- EXERCISE AIM -
From the entries that follow, extract each line holding the string "token".

- STUDY MATERIAL -

------------------------------------------------

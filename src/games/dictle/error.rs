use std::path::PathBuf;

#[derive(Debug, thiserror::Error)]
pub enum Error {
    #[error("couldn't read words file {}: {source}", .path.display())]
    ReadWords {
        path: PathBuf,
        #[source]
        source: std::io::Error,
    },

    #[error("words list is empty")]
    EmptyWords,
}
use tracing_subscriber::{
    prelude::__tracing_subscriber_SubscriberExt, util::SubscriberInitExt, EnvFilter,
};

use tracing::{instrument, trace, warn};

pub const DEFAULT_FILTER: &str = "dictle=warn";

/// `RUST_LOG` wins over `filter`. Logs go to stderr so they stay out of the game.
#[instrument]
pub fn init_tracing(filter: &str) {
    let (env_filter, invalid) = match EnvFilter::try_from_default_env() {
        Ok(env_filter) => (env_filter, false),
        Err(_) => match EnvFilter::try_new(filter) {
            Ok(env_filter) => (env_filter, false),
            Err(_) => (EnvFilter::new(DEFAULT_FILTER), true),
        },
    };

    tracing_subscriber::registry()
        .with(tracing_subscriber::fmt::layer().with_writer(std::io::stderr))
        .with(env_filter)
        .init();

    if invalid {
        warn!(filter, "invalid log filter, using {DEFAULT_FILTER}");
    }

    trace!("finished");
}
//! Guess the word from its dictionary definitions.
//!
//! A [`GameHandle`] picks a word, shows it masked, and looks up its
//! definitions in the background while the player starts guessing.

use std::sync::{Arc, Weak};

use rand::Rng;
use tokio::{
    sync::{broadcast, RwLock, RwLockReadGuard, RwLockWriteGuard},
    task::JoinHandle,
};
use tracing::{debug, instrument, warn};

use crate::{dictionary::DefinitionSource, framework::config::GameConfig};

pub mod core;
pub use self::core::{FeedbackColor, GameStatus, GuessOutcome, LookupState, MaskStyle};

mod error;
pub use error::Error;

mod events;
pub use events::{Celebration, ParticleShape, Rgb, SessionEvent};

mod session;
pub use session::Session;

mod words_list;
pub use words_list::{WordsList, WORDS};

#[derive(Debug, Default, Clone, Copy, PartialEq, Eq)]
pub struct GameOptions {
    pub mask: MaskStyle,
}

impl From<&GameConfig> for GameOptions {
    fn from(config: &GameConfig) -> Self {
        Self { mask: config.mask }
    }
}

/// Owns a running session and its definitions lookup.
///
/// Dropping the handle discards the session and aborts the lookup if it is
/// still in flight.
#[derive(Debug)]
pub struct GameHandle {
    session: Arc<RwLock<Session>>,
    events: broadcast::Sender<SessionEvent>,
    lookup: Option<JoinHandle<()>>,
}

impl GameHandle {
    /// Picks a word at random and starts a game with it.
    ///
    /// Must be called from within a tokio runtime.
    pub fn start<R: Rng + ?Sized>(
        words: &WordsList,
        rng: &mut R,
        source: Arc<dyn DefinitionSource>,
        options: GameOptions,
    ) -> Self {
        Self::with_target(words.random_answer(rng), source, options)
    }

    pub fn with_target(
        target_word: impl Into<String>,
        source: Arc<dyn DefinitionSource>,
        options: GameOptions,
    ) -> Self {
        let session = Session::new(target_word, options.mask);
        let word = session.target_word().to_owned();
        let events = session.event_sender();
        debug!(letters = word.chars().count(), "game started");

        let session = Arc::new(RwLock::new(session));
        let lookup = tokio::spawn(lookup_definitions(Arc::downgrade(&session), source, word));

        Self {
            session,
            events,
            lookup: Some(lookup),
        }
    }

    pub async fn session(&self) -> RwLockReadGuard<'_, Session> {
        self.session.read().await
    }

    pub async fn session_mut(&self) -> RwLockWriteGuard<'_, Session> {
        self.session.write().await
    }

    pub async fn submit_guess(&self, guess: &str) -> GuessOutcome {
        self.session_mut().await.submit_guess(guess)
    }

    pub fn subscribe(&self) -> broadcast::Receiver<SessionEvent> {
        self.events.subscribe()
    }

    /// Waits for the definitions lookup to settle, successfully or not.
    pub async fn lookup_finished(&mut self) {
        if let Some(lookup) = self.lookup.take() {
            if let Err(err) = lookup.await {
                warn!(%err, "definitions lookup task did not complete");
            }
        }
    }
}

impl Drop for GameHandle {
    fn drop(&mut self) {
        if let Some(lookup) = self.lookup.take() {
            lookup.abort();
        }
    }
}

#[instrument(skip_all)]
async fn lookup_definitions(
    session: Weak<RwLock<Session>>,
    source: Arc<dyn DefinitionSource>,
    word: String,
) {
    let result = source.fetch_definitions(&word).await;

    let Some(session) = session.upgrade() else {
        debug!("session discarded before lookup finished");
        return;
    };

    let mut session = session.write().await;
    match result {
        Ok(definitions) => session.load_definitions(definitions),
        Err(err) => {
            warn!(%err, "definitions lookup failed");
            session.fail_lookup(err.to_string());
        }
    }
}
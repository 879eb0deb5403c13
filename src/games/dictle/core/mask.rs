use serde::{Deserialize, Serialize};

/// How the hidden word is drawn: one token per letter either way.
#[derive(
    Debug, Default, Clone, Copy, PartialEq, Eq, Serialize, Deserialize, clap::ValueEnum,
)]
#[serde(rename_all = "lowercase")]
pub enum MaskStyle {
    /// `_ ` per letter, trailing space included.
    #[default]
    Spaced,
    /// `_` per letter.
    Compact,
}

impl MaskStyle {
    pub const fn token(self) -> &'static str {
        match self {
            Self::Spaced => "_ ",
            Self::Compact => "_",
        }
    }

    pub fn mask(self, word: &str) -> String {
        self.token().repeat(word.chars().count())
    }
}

------------------------------------------------

- YOUR SOLUTION -
/// How the hidden word is drawn: one token per letter either way.
    pub const fn token(self) -> &'static str {
        self.token().repeat(word.chars().count())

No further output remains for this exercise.